About

This is my MSR capstone project with Prof. Argall’s at research lab at Shirley Ryan AbilityLab. The goal of this project is to build a ROS package that uses visual servoing technique and RGBD sensor to guide robotic arm to a pre-grasp pose for grasping household objects without prior knowledge of the objects (E.g. shape, size, color of the object). The ROS package is designed to be generic and modular so it can be easily adapted to different types of robotic arms.


Challenges

The challenges in this project mostly come from two aspects, visual servoing, and point cloud processing.

Visual Servoing

Visual servoing control uses a vision feedback loop to enable reactive control, which makes visual servoing ideal for tracking. There are two basic types of visual servoing, image based visual servoing, and position based visual servoing; there control laws were derived in image space and Cartesian space respectively. If you want to know more about visual servoing, Visual servo control, Part I: Basic approaches by François Chaumette, S. Hutchinson is introductory literature.

An important prerequisite of visual servoing is the known geometry of objects or known size of features. However, the geometry of objects and the size of the features are not provided in this project. This limitation rules out the use of image based visual servoing, and position based visual servoing is only possible with the vision feedback from RGBD sensor. However, position based visual servoing’s tendency to lose objects in the sensor frame is not ideal for real-world application. A more predictable and reliable version of position based visual servoing will be needed.

Point Cloud Processing

A point cloud of a scene can be obtained easily with an RGBD sensor. RGBD sensors are great for midrange and large-scale application but a portable size RGBD sensor will have a hard time to obtain detailed point clouds of household objects. In addition to the limited detailed feature in the point cloud, RGBD sensors will perform poorly on highly reflective surfaces. So the quality of the point cloud return from a portable size RGBD sensor (Intel Realsense D435 in our case) is greatly depended on the size of the object and the material of the object.

Despite the quality of the point cloud, the pose of the point cloud can be difficult to estimate because of the occlusion of the object. Parts of the Objects are covered by people’s hands when the robot is doing visual servoing on the object. This kind of occlusion may reduce the accuracy of object point cloud pose estimation. To solve this problem, a very accurate point cloud segmentation may be needed, and a step further, an online object point cloud registration process will be ideal.

In addition to occlusion, poses of highly symmetric objects are difficult to estimate if a certain orientation is required.


Implementation

Please see Github for ROS implementation.

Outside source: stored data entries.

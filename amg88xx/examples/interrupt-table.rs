// SPDX-License-Identifier: Apache-2.0
// Copyright © 2021 Will Ross
use std::env;
use std::path::Path;
use std::sync::atomic::{AtomicBool, Ordering};
use std::thread::sleep;
use std::time::Duration;

use anyhow::{anyhow, bail, Context};
use linux_embedded_hal::{Delay, I2cdev};

use amg88xx::{
    Address, Amg8833, I2cInterface, InterruptMode, InterruptTable, Settings, StatusFlag, HEIGHT,
    WIDTH,
};

static OUTBREAK: AtomicBool = AtomicBool::new(false);

fn print_line(line: &str) {
    eprintln!("{}", line);
}

fn on_interrupt(flag: StatusFlag) {
    match flag {
        StatusFlag::InterruptOutbreak => OUTBREAK.store(true, Ordering::SeqCst),
        StatusFlag::TemperatureOverflow => println!("Pixel temperature overflow"),
        StatusFlag::ThermistorOverflow => println!("Thermistor temperature overflow"),
    }
}

fn main() -> anyhow::Result<()> {
    let args: Vec<String> = env::args().collect();
    if args.len() != 4 {
        bail!("Three arguments required: <I2C bus> <upper level ℃> <lower level ℃>");
    }
    let bus_path = Path::new(&args[1]);
    let high_level: f32 = args[2].parse()?;
    let low_level: f32 = args[3].parse()?;
    if low_level >= high_level {
        bail!("The lower level must be below the upper level");
    }
    let bus = I2cdev::new(bus_path).context("The given path should work as an I2C device")?;
    let mut sensor = Amg8833::new(Address::Low)
        .link_interface(I2cInterface::new(bus))
        .link_delay(Delay)
        .link_debug_print(print_line)
        .link_receive_callback(on_interrupt);
    sensor.init().map_err(|err| anyhow!("{}", err))?;
    let settings = Settings::interrupt(InterruptMode::Absolute, high_level, low_level, 1.0);
    sensor
        .configure(&settings)
        .map_err(|err| anyhow!("{}", err))?;
    println!("Watching for pixels above {}℃ or below {}℃", high_level, low_level);
    // There's no INT pin hooked up here, so poll the status register once a frame.
    loop {
        sleep(Duration::from_secs(1));
        sensor.irq_handler().map_err(|err| anyhow!("{}", err))?;
        if OUTBREAK.swap(false, Ordering::SeqCst) {
            let table = sensor
                .interrupt_table()
                .map_err(|err| anyhow!("{}", err))?;
            print_table(&table);
        }
    }
}

fn print_table(table: &InterruptTable) {
    for row in 0..HEIGHT {
        let line: String = (0..WIDTH)
            .map(|column| if table.is_triggered(row, column) { '#' } else { '.' })
            .collect();
        println!("{}", line);
    }
    println!();
}
impl<IF, D> Amg8833<IF, D>
where
    IF: Interface,
    D: DelayMs<u32>,
{
    /// Initialize the sensor.
    ///
    /// Every link must be present, otherwise [`LibraryError::Configuration`] is returned naming
    /// the first missing one. The interface is then opened, the sensor is put into normal mode
    /// and reset. If any of that fails the interface is closed again and the driver is left
    /// uninitialized, even if it was initialized before.
    pub fn init(&mut self) -> Result<(), Error<IF::Error>> {
        let debug_print = self
            .debug_print
            .ok_or(LibraryError::Configuration("debug_print"))?;
        if self.interface.is_none() {
            debug_print("amg8833: interface is null.");
            return Err(LibraryError::Configuration("interface").into());
        }
        if self.delay.is_none() {
            debug_print("amg8833: delay_ms is null.");
            return Err(LibraryError::Configuration("delay_ms").into());
        }
        if self.receive_callback.is_none() {
            debug_print("amg8833: receive_callback is null.");
            return Err(LibraryError::Configuration("receive_callback").into());
        }
        self.initialized = false;
        self.open()?;
        if let Err(err) = self.write_transport(Register::PowerControl, &[Mode::Normal.into()]) {
            self.close_quietly();
            return Err(err);
        }
        self.delay_ms(POWER_ON_SETTLE_MS);
        if let Err(err) = self.write_transport(Register::Reset, &[ResetType::Initial.into()]) {
            self.close_quietly();
            return Err(err);
        }
        self.delay_ms(RESET_SETTLE_MS);
        if let Err(err) = self.write_transport(Register::Reset, &[ResetType::Flag.into()]) {
            self.close_quietly();
            return Err(err);
        }
        self.initialized = true;
        Ok(())
    }

    /// Put the sensor to sleep and close the interface.
    ///
    /// If the sensor can't be put to sleep, the interface is left open and the driver is still
    /// initialized.
    pub fn deinit(&mut self) -> Result<(), Error<IF::Error>> {
        self.check()?;
        self.write_transport(Register::PowerControl, &[Mode::Sleep.into()])?;
        self.close()?;
        self.initialized = false;
        Ok(())
    }

    /// Read the status register, clear every flag that was set, and call the receive callback for
    /// each of them.
    ///
    /// The flags are dispatched in a fixed order: interrupt outbreak, temperature overflow, then
    /// thermistor overflow. The dispatched flags are also returned, in the same order. If reading
    /// or clearing the status fails, no callbacks are made.
    pub fn irq_handler(&mut self) -> Result<ArrayVec<StatusFlag, 3>, Error<IF::Error>> {
        let mut status = [0u8];
        self.read(Register::Status, &mut status)?;
        self.write(Register::StatusClear, &status)?;
        let status = Status::from_raw(status[0]);
        let mut dispatched = ArrayVec::new();
        for flag in status.flags() {
            if let Some(receive_callback) = self.receive_callback {
                receive_callback(flag);
            }
            dispatched.push(flag);
        }
        Ok(dispatched)
    }

    /// Get the current operating mode.
    pub fn mode(&mut self) -> Result<Mode, Error<IF::Error>> {
        let raw = self.read_byte(Register::PowerControl)?;
        Ok(Mode::from_raw(raw)?)
    }

    /// Set the operating mode.
    pub fn set_mode(&mut self, mode: Mode) -> Result<(), Error<IF::Error>> {
        self.write_byte(Register::PowerControl, mode.into())
    }

    /// Send a reset command.
    pub fn reset(&mut self, reset_type: ResetType) -> Result<(), Error<IF::Error>> {
        self.write_byte(Register::Reset, reset_type.into())
    }

    /// Get the frame rate.
    ///
    /// The default is [10 FPS][FrameRate::Ten].
    pub fn frame_rate(&mut self) -> Result<FrameRate, Error<IF::Error>> {
        self.read_bit(Register::FrameRate, 0)
    }

    set_register_field! {
        FrameRate,
        0,
        frame_rate,
        FrameRate,
        "Set the frame rate."
    }

    /// Get how pixels are compared to the interrupt levels.
    pub fn interrupt_mode(&mut self) -> Result<InterruptMode, Error<IF::Error>> {
        self.read_bit(Register::InterruptControl, 1)
    }

    set_register_field! {
        InterruptControl,
        1,
        interrupt_mode,
        InterruptMode,
        "Set how pixels are compared to the interrupt levels."
    }

    /// Check if the interrupt output is enabled.
    pub fn interrupt_enabled(&mut self) -> Result<bool, Error<IF::Error>> {
        self.read_bit(Register::InterruptControl, 0)
    }

    set_register_field! {
        InterruptControl,
        0,
        interrupt_enabled,
        bool,
        "Enable (or disable) the interrupt output."
    }

    /// Get the moving average mode.
    pub fn average_mode(&mut self) -> Result<AverageMode, Error<IF::Error>> {
        self.read_bit(Register::Average, 5)
    }

    set_register_field! {
        Average,
        5,
        average_mode,
        AverageMode,
        "Set the moving average mode."
    }

    /// Read the status register.
    pub fn status(&mut self) -> Result<Status, Error<IF::Error>> {
        Ok(Status::from_raw(self.read_byte(Register::Status)?))
    }

    /// Clear a single flag in the status register.
    pub fn clear_status(&mut self, flag: StatusFlag) -> Result<(), Error<IF::Error>> {
        self.write_byte(Register::StatusClear, flag.mask())
    }

    interrupt_level! { high, InterruptHighLow, InterruptHighHigh, "interrupt upper" }

    interrupt_level! { low, InterruptLowLow, InterruptLowHigh, "interrupt lower" }

    interrupt_level! { hysteresis, HysteresisLow, HysteresisHigh, "interrupt hysteresis" }

    /// Convert a temperature (in ℃) to an interrupt level, truncating towards zero.
    pub fn interrupt_level_to_register(&self, temperature: f32) -> Result<i16, Error<IF::Error>> {
        self.check()?;
        Ok(interrupt_level_to_register(temperature))
    }

    /// Convert an interrupt level to a temperature (in ℃).
    pub fn register_to_interrupt_level(&self, raw: i16) -> Result<f32, Error<IF::Error>> {
        self.check()?;
        Ok(register_to_interrupt_level(raw))
    }

    /// Read the thermistor temperature.
    pub fn read_temperature(&mut self) -> Result<ThermistorReading, Error<IF::Error>> {
        let low = self.read_byte(Register::ThermistorLow)?;
        let high = self.read_byte(Register::ThermistorHigh)?;
        Ok(decode_thermistor(low, high))
    }

    /// Read the temperatures of every pixel.
    ///
    /// All of the pixel data is read in a single transaction, so the pixels all come from the same
    /// frame.
    pub fn read_temperature_array(&mut self) -> Result<TemperatureGrid, Error<IF::Error>> {
        let mut pixel_data = [0u8; PIXEL_BYTES];
        self.read(Register::PixelBase, &mut pixel_data)?;
        Ok(raw_to_temperature_grid(&pixel_data))
    }

    /// Read which pixels have crossed the interrupt levels.
    pub fn interrupt_table(&mut self) -> Result<InterruptTable, Error<IF::Error>> {
        let mut registers = [0u8; HEIGHT];
        // Top row first
        for (offset, register) in Register::INTERRUPT_TABLE.iter().enumerate().rev() {
            registers[offset] = self.read_byte(*register)?;
        }
        Ok(raw_to_interrupt_table(registers))
    }

    /// Write directly to registers, starting at `register`.
    pub fn set_register(&mut self, register: u8, data: &[u8]) -> Result<(), Error<IF::Error>> {
        self.check()?;
        self.write_raw(register, data)
    }

    /// Read directly from registers, starting at `register`.
    pub fn register(&mut self, register: u8, buffer: &mut [u8]) -> Result<(), Error<IF::Error>> {
        self.check()?;
        self.read_raw(register, buffer)
    }

    /// Apply a group of settings, stopping at the first failure.
    ///
    /// When interrupts are configured, the levels and mode are set, then the flags are reset
    /// before enabling the interrupt output.
    pub fn configure(&mut self, settings: &Settings) -> Result<(), Error<IF::Error>> {
        self.set_mode(settings.mode)?;
        self.set_frame_rate(settings.frame_rate)?;
        self.set_average_mode(settings.average_mode)?;
        match &settings.interrupt {
            Some(interrupt) => {
                self.set_interrupt_high_level(interrupt_level_to_register(interrupt.high_level))?;
                self.set_interrupt_low_level(interrupt_level_to_register(interrupt.low_level))?;
                self.set_interrupt_hysteresis_level(interrupt_level_to_register(
                    interrupt.hysteresis_level,
                ))?;
                self.set_interrupt_mode(interrupt.mode)?;
                self.reset(ResetType::Flag)?;
                self.set_interrupt_enabled(true)
            }
            None => self.set_interrupt_enabled(false),
        }
    }

    fn delay_ms(&mut self, ms: u32) {
        if let Some(delay) = self.delay.as_mut() {
            delay.delay_ms(ms);
        }
    }

    fn open(&mut self) -> Result<(), Error<IF::Error>> {
        let interface = self
            .interface
            .as_mut()
            .ok_or(LibraryError::InvalidHandle)?;
        match interface.open() {
            Ok(()) => Ok(()),
            Err(err) => {
                self.debug("amg8833: interface open failed.");
                Err(Error::Transport(err))
            }
        }
    }

    fn close(&mut self) -> Result<(), Error<IF::Error>> {
        let interface = self
            .interface
            .as_mut()
            .ok_or(LibraryError::InvalidHandle)?;
        match interface.close() {
            Ok(()) => Ok(()),
            Err(err) => {
                self.debug("amg8833: interface close failed.");
                Err(Error::Transport(err))
            }
        }
    }

    /// Close the interface after a failure, keeping the original error.
    fn close_quietly(&mut self) {
        if let Some(interface) = self.interface.as_mut() {
            let _ = interface.close();
        }
    }

    fn read_raw(&mut self, register: u8, buffer: &mut [u8]) -> Result<(), Error<IF::Error>> {
        let address = self.address.into();
        let interface = self
            .interface
            .as_mut()
            .ok_or(LibraryError::InvalidHandle)?;
        match interface.read(address, register, buffer) {
            Ok(()) => Ok(()),
            Err(err) => {
                self.report_failure("read", register);
                Err(Error::Transport(err))
            }
        }
    }

    fn write_raw(&mut self, register: u8, data: &[u8]) -> Result<(), Error<IF::Error>> {
        let address = self.address.into();
        let interface = self
            .interface
            .as_mut()
            .ok_or(LibraryError::InvalidHandle)?;
        match interface.write(address, register, data) {
            Ok(()) => Ok(()),
            Err(err) => {
                self.report_failure("write", register);
                Err(Error::Transport(err))
            }
        }
    }

    /// Write without checking if the driver is initialized, for use while initializing.
    fn write_transport(&mut self, register: Register, data: &[u8]) -> Result<(), Error<IF::Error>> {
        self.write_raw(register.address(), data)
    }

    fn read(&mut self, register: Register, buffer: &mut [u8]) -> Result<(), Error<IF::Error>> {
        self.check()?;
        self.read_raw(register.address(), buffer)
    }

    fn write(&mut self, register: Register, data: &[u8]) -> Result<(), Error<IF::Error>> {
        self.check()?;
        self.write_raw(register.address(), data)
    }

    fn read_byte(&mut self, register: Register) -> Result<u8, Error<IF::Error>> {
        let mut buffer = [0u8];
        self.read(register, &mut buffer)?;
        Ok(buffer[0])
    }

    fn write_byte(&mut self, register: Register, value: u8) -> Result<(), Error<IF::Error>> {
        self.write(register, &[value])
    }

    fn read_bit<B: BitField>(&mut self, register: Register, bit: usize) -> Result<B, Error<IF::Error>> {
        let value = self.read_byte(register)?;
        Ok(B::from_bit(is_bit_set(value, bit)))
    }

    /// Read-modify-write a single bit in a register.
    fn update_bit(&mut self, register: Register, bit: u8, value: bool) -> Result<(), Error<IF::Error>> {
        let mut current = self.read_byte(register)?;
        current &= !(1 << bit);
        current |= (value as u8) << bit;
        self.write_byte(register, current)
    }
}
// SPDX-License-Identifier: Apache-2.0
// Copyright © 2021 Will Ross

/// Check if the n-th bit is set.
///
/// Bits are 0-indexed, from the LSB.
pub(crate) fn is_bit_set<B>(value: B, index: usize) -> bool
where
    B: num_traits::PrimInt + num_traits::Unsigned,
{
    (value & (B::one() << index)) > B::zero()
}

/// Combine a pair of registers (low byte first) into a single word.
pub(crate) fn word_from_pair(low: u8, high: u8) -> u16 {
    u16::from_le_bytes([low, high])
}

/// Create a i16 from a word holding a `num_bits`-bit two's complement integer.
///
/// Any bits above `num_bits` are ignored.
pub(crate) fn i16_from_bits(word: u16, num_bits: u8) -> i16 {
    let shift_amount = 16 - num_bits;
    ((word << shift_amount) as i16) >> shift_amount
}

#[cfg(test)]
mod test {
    #[test]
    fn is_bit_set() {
        for n in 0..8 {
            let value: u8 = 1 << n;
            assert!(
                super::is_bit_set(value, n),
                "is_bit_set was incorrect for bit {}",
                n
            );
            assert!(!super::is_bit_set(!value, n));
        }
    }

    #[test]
    fn word_from_pair() {
        assert_eq!(super::word_from_pair(0xad, 0xde), 0xdead);
        assert_eq!(super::word_from_pair(0x04, 0x00), 0x0004);
    }

    #[test]
    fn i16_from_bits() {
        assert_eq!(super::i16_from_bits(0x00ff, 8), -1);
        assert_eq!(super::i16_from_bits(0x0fff, 12), -1);
        assert_eq!(super::i16_from_bits(0x07ff, 12), 2047);
        assert_eq!(super::i16_from_bits(0x0800, 12), -2048);
        // Now check that upper bits get ignored properly
        assert_eq!(super::i16_from_bits(0xf0ff, 8), -1);
        assert_eq!(super::i16_from_bits(0xf004, 12), 4);
    }
}
// SPDX-License-Identifier: Apache-2.0
// Copyright © 2021 Will Ross
//! A pure-Rust driver for the Panasonic AMG8833 8x8 thermopile array (Grid-EYE) over I²C.
//!
//! The sensor reports 64 pixel temperatures and the temperature of an onboard thermistor. It can
//! also raise an interrupt when pixels cross an upper or lower level, with an interrupt table
//! recording which pixels did.
//!
//! This library uses the [`embedded-hal`][embedded-hal] I²C and delay traits, meaning you should
//! be able to use this library on other platforms, as long as there's an `embedded-hal`
//! implementation available. This library is also `no_std` compatible.
//!
//! [embedded-hal]: https://docs.rs/embedded-hal/0.2/embedded_hal/blocking/i2c/index.html
//!
//! # Usage
//! ```no_run
//! use amg88xx::{Address, Amg8833, I2cInterface, Settings, StatusFlag};
//! use linux_embedded_hal::{Delay, I2cdev};
//!
//! fn print_line(line: &str) {
//!     eprintln!("{}", line);
//! }
//!
//! fn on_interrupt(flag: StatusFlag) {
//!     println!("{:?}", flag);
//! }
//!
//! let i2c_bus = I2cdev::new("/dev/i2c-1").expect("/dev/i2c-1 needs to be an I2C controller");
//! // The default address is 0x68, with AD_SELECT tied low
//! let mut sensor = Amg8833::new(Address::Low)
//!     .link_interface(I2cInterface::new(i2c_bus))
//!     .link_delay(Delay)
//!     .link_debug_print(print_line)
//!     .link_receive_callback(on_interrupt);
//! sensor.init()?;
//! sensor.configure(&Settings::default())?;
//! let thermistor = sensor.read_temperature()?;
//! let grid = sensor.read_temperature_array()?;
//! println!("Thermistor: {}℃, center pixel: {}℃", thermistor.temperature, grid.get(4, 4));
//! sensor.deinit()?;
//! # Ok::<(), Box<dyn std::error::Error>>(())
//! ```
//! The driver starts out with nothing but an address. The bus (wrapped in an [`Interface`]), a
//! delay, a debug output sink and an interrupt callback are linked in, and then [`Amg8833::init`]
//! wakes the sensor up and resets it. Every other operation requires an initialized driver.
//!
//! # Orientation
//! The sensor reports pixels starting from the bottom right (looking at the sensor from the
//! front). [`TemperatureGrid`] and [`InterruptTable`] are both reordered so that row 0, column 0
//! is the top left.
//!
//! # Interrupts
//! Wire the sensor's INT pin to something that calls [`Amg8833::irq_handler`]. The handler reads
//! and clears the status register, calling the linked callback once for each [flag][StatusFlag]
//! that was set. The low-level conversions in [`conversion`] are available for building levels
//! or decoding raw register data directly.

#![no_std]
#![allow(clippy::float_cmp)]

pub mod conversion;
#[doc(hidden)]
pub mod driver;
#[doc(hidden)]
pub mod error;
pub mod interface;
pub mod register;
pub mod settings;
mod util;

#[doc(inline)]
pub use conversion::{InterruptTable, TemperatureGrid, ThermistorReading};
#[doc(inline)]
pub use driver::{Amg8833, ChipInfo, DebugPrint, ReceiveCallback, CHIP_INFO};
#[doc(inline)]
pub use error::{Error, LibraryError};
pub use interface::{I2cInterface, Interface};
pub use register::*;
pub use settings::{InterruptSettings, Settings};

#[cfg(test)]
mod test;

This a flowchart of the implemetation pipline,

Visual Servoing

In this project, we used Kinova Mico as our experimental platform and the package developed by the Argall Lab. The robot can subscribe to an end-effector velocity control input and calculate the corresponding joint velocity that drives the end-effector to closely matches the commanded end-effector velocity.

Here I used ViSP which was developed specifically for visual servoing. In the package, the visual seroving subscribes to a target pose and publishes an end-effector velocity. The target get pose is the 6 DOF pre-grasp pose (${x}$, ${y}$, ${z}$, ${roll}$, ${pitch}$, ${yaw}$) and the end-effector velocity is a 6DOF twist ($\dot{x}$, $\dot{y}$, $\dot{z}$, $\dot{roll}$, $\dot{pitch}$, $\dot{yaw}$).

Point Cloud Processing

The point cloud processing includes four essenstial parts,

  1. Object Recognition and Tracking
  2. Point Cloud Extraction
  3. Point cloud segmentation and template generation
  4. Point Cloud Pose Estimation

1. Object Recognition and Tracking

This part handles the task of finding the object of interest, keep track of this object in the RGB image. A robust tracking was achieved by combining information from object recognition and object tracking. The conjunction of object recognition and object tracking enhanced the tracking robustness and reliability; it outperforms approaches only use object recognition or object tracking.

Object recognition algorithms like YOLO was implemented to recognize the object of interest in the image and continue to do it on every frame. However, object recognition will often fail to detect the object in some frames due to poor pre-trained model. I added a non-deep-learning type image tracker to locate the object when recognition fails. The RGB tracker will be reinitialized whenever the object can be detected. The reinitialization of the image tracker also alleviates the drifting of the image tracker. The amalgamation of object recognition and tracking enables robust and accurate tracking. With a Kalman filter implemented to predict object position in between frames, consistent object location information can be sent to point cloud extraction node to extract points are closely bounded by the tracking bounding box.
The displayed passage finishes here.